[Recorded data]

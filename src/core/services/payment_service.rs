//! Manual linking and unlinking of transactions and bill occurrences.
//!
//! Every operation takes the current collection and returns a replacement;
//! the input is never modified, so a failed call leaves the caller's state untouched.

use chrono::NaiveDate;

use crate::core::services::ServiceResult;
use crate::errors::LedgerError;
use crate::ledger::{BillFields, BillPayment, LedgerEntry};

pub struct PaymentService;

impl PaymentService {
    /// Links a transaction to a bill occurrence on the user's say-so, replacing any
    /// payment already recorded for that occurrence.
    pub fn manual_match(
        entries: &[LedgerEntry],
        transaction_id: &str,
        bill_id: &str,
        occurrence_date: NaiveDate,
        tolerance: f64,
    ) -> ServiceResult<Vec<LedgerEntry>> {
        let txn_index = plain_index(entries, transaction_id)?;
        let bill_index = bill_index(entries, bill_id)?;

        let transaction = entries[txn_index]
            .as_plain()
            .ok_or_else(|| LedgerError::TransactionNotFound(transaction_id.to_string()))?;
        let bill_amount = entries[bill_index]
            .as_bill()
            .map(|def| def.bill.amount)
            .ok_or_else(|| LedgerError::BillNotFound(bill_id.to_string()))?;

        let difference = (transaction.amount.abs() - bill_amount).abs();
        if difference > tolerance {
            return Err(LedgerError::AmountMismatch {
                difference,
                tolerance,
            });
        }

        let payment = BillPayment::from_transaction(occurrence_date, transaction, true);
        // A relinked transaction must not leave its old payment behind.
        let mut updated = if transaction.is_matched() {
            Self::unmatch(entries, transaction_id)?
        } else {
            entries.to_vec()
        };
        // The payer of an overwritten payment is released unless it still pays
        // another occurrence of this bill.
        let displaced = updated[bill_index].as_bill().and_then(|def| {
            let payments = &def.bill.payments;
            payments
                .iter()
                .find(|p| p.occurrence_date == occurrence_date)
                .map(|p| p.transaction_date)
                .filter(|paid_on| {
                    !payments
                        .iter()
                        .any(|p| p.occurrence_date != occurrence_date && p.transaction_date == *paid_on)
                })
        });
        if let Some(paid_on) = displaced {
            release_payer(&mut updated, bill_id, paid_on, txn_index);
        }
        if let Some(txn) = updated[txn_index].as_plain_mut() {
            txn.link_to_bill(bill_id);
        }
        if let Some(def) = updated[bill_index].as_bill_mut() {
            def.bill.payments = upsert_payment(&def.bill.payments, payment, true);
        }
        tracing::info!(
            transaction = transaction_id,
            bill = bill_id,
            occurrence = %occurrence_date,
            "manual match recorded"
        );
        Ok(updated)
    }

    /// Removes a transaction's bill link and the payment it produced. A transaction
    /// without a link is returned unchanged.
    pub fn unmatch(entries: &[LedgerEntry], transaction_id: &str) -> ServiceResult<Vec<LedgerEntry>> {
        let txn_index = plain_index(entries, transaction_id)?;
        let Some(transaction) = entries[txn_index].as_plain() else {
            return Err(LedgerError::TransactionNotFound(transaction_id.to_string()));
        };
        let Some(bill_id) = transaction.matched_to_bill_id.clone() else {
            return Ok(entries.to_vec());
        };
        let paid_on = transaction.date;

        let mut updated = entries.to_vec();
        if let Some(txn) = updated[txn_index].as_plain_mut() {
            txn.clear_bill_link();
        }

        if !drop_payments_paid_on(&mut updated, &bill_id, paid_on) {
            tracing::warn!(
                transaction = transaction_id,
                bill = %bill_id,
                "unmatched transaction pointed at a missing bill"
            );
        }
        Ok(updated)
    }

    /// Records a manual payment of the full bill amount without a backing transaction.
    pub fn mark_paid(
        entries: &[LedgerEntry],
        bill_id: &str,
        occurrence_date: NaiveDate,
    ) -> ServiceResult<Vec<LedgerEntry>> {
        let index = bill_index(entries, bill_id)?;
        let mut updated = entries.to_vec();
        if let Some(def) = updated[index].as_bill_mut() {
            let payment = BillPayment {
                occurrence_date,
                transaction_date: occurrence_date,
                transaction_amount: -def.bill.amount,
                transaction_description: format!("Marked paid: {}", def.bill.name),
                manually_marked: true,
            };
            def.bill.payments = upsert_payment(&def.bill.payments, payment, true);
        }
        Ok(updated)
    }

    /// Forgets any payment recorded for one occurrence, structured or legacy.
    /// Transactions linked to it keep their link until they are unmatched.
    pub fn clear_payment(
        entries: &[LedgerEntry],
        bill_id: &str,
        occurrence_date: NaiveDate,
    ) -> ServiceResult<Vec<LedgerEntry>> {
        let index = bill_index(entries, bill_id)?;
        let mut updated = entries.to_vec();
        if let Some(def) = updated[index].as_bill_mut() {
            def.bill.payments.retain(|p| p.occurrence_date != occurrence_date);
            def.bill.paid_dates.retain(|date| *date != occurrence_date);
        }
        Ok(updated)
    }

    /// Converts legacy `paid_dates` into structured manual payments.
    pub fn migrate_legacy_payments(entries: &[LedgerEntry]) -> Vec<LedgerEntry> {
        let mut updated = entries.to_vec();
        for def in updated.iter_mut().filter_map(LedgerEntry::as_bill_mut) {
            if def.bill.paid_dates.is_empty() {
                continue;
            }
            let migrated = legacy_as_payments(&def.bill);
            tracing::debug!(bill = %def.id(), count = migrated.len(), "migrated legacy paid dates");
            def.bill.payments.extend(migrated);
            def.bill.payments.sort_by_key(|payment| payment.occurrence_date);
            def.bill.paid_dates.clear();
        }
        updated
    }
}

/// Inserts `payment` for its occurrence, or replaces the existing one. Without
/// `overwrite_manual`, a manually marked payment already in place is kept.
pub(crate) fn upsert_payment(
    payments: &[BillPayment],
    payment: BillPayment,
    overwrite_manual: bool,
) -> Vec<BillPayment> {
    let occurrence_date = payment.occurrence_date;
    let existing = payments
        .iter()
        .find(|p| p.occurrence_date == occurrence_date);
    if let Some(existing) = existing {
        if existing.manually_marked && !overwrite_manual {
            return payments.to_vec();
        }
    }
    payments
        .iter()
        .filter(|p| p.occurrence_date != occurrence_date)
        .cloned()
        .chain(std::iter::once(payment))
        .collect()
}

/// Drops every payment on `bill_id` that came from a transaction dated `paid_on`.
/// Returns `false` when the bill does not exist.
pub(crate) fn drop_payments_paid_on(
    entries: &mut [LedgerEntry],
    bill_id: &str,
    paid_on: NaiveDate,
) -> bool {
    let bill = entries
        .iter_mut()
        .filter_map(LedgerEntry::as_bill_mut)
        .find(|def| def.id() == bill_id);
    match bill {
        Some(def) => {
            def.bill.payments.retain(|payment| payment.transaction_date != paid_on);
            true
        }
        None => false,
    }
}

/// Clears the link of the transaction whose payment on `bill_id` is being replaced.
fn release_payer(entries: &mut [LedgerEntry], bill_id: &str, paid_on: NaiveDate, keep: usize) {
    for (index, entry) in entries.iter_mut().enumerate() {
        if index == keep {
            continue;
        }
        if let Some(txn) = entry.as_plain_mut() {
            if txn.date == paid_on && txn.matched_to_bill_id.as_deref() == Some(bill_id) {
                txn.clear_bill_link();
            }
        }
    }
}

fn legacy_as_payments(bill: &BillFields) -> Vec<BillPayment> {
    let mut dates = bill.paid_dates.clone();
    dates.sort();
    dates.dedup();
    dates
        .into_iter()
        .filter(|date| !bill.payments.iter().any(|p| p.occurrence_date == *date))
        .map(|date| BillPayment {
            occurrence_date: date,
            transaction_date: date,
            transaction_amount: -bill.amount,
            transaction_description: String::new(),
            manually_marked: true,
        })
        .collect()
}

fn plain_index(entries: &[LedgerEntry], transaction_id: &str) -> ServiceResult<usize> {
    entries
        .iter()
        .position(|entry| !entry.is_bill() && entry.key() == transaction_id)
        .ok_or_else(|| LedgerError::TransactionNotFound(transaction_id.to_string()))
}

fn bill_index(entries: &[LedgerEntry], bill_id: &str) -> ServiceResult<usize> {
    entries
        .iter()
        .position(|entry| entry.is_bill() && entry.key() == bill_id)
        .ok_or_else(|| LedgerError::BillNotFound(bill_id.to_string()))
}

# [Exercise objective]
Your response should be made up of the lines in the data that contain the word "false".

# [Output]
/// Returns `false` when the bill does not exist.
        None => false,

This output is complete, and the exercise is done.